# Assignment:
Please report how many lines in the records below contain the word "derive", and give nothing else.

☆ ☆ ☆ ☆

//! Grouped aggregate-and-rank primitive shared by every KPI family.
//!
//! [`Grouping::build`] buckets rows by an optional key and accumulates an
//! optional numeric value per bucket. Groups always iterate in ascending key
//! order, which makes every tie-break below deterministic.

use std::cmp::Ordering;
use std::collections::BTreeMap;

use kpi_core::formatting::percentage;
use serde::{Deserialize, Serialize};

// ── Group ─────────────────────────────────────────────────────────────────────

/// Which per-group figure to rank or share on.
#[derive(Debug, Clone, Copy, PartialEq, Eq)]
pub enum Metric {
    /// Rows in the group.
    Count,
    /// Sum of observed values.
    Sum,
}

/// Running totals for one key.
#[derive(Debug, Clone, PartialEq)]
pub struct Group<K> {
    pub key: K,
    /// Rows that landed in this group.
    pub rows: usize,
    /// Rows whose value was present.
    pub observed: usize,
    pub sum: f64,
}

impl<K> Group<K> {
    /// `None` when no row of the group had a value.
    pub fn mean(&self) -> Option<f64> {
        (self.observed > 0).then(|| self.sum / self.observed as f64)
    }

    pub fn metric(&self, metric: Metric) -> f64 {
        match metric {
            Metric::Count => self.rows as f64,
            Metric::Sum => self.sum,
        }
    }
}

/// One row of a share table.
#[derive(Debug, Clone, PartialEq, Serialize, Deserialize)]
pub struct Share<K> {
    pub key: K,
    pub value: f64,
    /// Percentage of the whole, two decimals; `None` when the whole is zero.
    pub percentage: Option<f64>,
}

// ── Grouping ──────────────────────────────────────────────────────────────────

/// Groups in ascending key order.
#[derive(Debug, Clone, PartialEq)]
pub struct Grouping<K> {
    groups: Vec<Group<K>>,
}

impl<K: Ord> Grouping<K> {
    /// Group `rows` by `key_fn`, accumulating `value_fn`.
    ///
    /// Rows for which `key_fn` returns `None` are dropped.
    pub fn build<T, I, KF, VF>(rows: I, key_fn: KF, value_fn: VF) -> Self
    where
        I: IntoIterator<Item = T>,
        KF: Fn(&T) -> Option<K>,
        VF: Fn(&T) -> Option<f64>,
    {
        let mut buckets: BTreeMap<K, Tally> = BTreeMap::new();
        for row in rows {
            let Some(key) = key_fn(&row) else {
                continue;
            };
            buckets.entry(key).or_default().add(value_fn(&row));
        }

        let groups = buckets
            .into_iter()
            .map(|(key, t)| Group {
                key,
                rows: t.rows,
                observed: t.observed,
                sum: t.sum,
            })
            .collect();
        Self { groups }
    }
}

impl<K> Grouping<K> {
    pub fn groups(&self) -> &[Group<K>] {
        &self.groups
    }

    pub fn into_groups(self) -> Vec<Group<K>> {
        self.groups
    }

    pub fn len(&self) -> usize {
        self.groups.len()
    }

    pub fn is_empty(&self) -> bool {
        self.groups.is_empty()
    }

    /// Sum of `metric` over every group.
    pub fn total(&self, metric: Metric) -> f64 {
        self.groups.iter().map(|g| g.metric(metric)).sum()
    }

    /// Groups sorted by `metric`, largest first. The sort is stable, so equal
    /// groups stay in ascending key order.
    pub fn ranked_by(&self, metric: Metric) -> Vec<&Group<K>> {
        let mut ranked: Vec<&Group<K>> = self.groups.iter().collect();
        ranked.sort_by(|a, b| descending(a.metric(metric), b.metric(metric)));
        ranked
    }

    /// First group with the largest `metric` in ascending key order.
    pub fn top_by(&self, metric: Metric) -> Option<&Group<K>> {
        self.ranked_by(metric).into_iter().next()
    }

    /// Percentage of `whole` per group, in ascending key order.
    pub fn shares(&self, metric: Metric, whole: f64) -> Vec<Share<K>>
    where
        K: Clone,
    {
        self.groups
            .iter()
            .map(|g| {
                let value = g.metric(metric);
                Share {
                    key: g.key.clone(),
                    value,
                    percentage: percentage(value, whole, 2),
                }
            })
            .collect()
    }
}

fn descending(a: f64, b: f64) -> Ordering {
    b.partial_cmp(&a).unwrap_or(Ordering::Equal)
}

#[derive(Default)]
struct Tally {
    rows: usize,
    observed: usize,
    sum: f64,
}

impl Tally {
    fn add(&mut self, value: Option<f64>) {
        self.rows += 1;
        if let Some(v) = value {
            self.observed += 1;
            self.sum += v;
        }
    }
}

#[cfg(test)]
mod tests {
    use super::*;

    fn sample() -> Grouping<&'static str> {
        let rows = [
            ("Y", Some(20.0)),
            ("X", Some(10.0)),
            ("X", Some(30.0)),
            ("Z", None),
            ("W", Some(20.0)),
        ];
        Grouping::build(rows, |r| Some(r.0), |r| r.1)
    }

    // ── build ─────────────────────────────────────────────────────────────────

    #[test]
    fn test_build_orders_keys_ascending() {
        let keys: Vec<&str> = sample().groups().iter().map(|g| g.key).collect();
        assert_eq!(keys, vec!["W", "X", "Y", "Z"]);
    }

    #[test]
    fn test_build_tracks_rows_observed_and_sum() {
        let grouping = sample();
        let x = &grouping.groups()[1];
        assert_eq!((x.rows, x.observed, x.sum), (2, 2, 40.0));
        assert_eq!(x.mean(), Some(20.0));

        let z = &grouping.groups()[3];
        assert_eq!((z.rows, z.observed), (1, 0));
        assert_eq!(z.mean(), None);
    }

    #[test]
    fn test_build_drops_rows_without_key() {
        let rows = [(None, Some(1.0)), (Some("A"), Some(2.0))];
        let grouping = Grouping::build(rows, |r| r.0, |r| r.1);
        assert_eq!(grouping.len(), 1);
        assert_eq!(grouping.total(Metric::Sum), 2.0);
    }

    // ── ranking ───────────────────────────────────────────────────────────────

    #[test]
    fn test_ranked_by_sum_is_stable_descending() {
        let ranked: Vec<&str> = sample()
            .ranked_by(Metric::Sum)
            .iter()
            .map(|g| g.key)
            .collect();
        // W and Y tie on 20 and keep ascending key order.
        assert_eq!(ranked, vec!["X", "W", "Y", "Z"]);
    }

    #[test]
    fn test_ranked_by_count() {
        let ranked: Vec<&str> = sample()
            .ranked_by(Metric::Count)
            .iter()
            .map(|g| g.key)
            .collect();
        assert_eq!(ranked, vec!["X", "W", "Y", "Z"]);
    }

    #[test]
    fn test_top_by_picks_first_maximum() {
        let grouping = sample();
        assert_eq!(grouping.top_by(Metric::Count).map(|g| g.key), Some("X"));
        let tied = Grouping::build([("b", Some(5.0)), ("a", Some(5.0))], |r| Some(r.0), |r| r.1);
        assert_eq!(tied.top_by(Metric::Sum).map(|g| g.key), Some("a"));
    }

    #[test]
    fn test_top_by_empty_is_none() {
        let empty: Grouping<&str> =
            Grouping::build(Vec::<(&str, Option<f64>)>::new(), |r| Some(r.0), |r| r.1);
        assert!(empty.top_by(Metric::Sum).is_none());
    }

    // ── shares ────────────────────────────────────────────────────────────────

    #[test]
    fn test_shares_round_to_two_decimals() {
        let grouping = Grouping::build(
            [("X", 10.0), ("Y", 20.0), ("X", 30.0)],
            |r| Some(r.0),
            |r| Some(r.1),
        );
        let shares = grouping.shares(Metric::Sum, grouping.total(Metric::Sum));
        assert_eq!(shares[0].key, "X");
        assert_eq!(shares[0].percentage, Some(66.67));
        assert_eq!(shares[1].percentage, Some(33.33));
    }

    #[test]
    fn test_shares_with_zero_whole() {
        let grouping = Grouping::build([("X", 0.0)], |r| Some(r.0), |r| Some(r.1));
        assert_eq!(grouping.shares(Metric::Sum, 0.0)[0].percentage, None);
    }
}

☆ ☆ ☆ ☆

# Exercise result:
5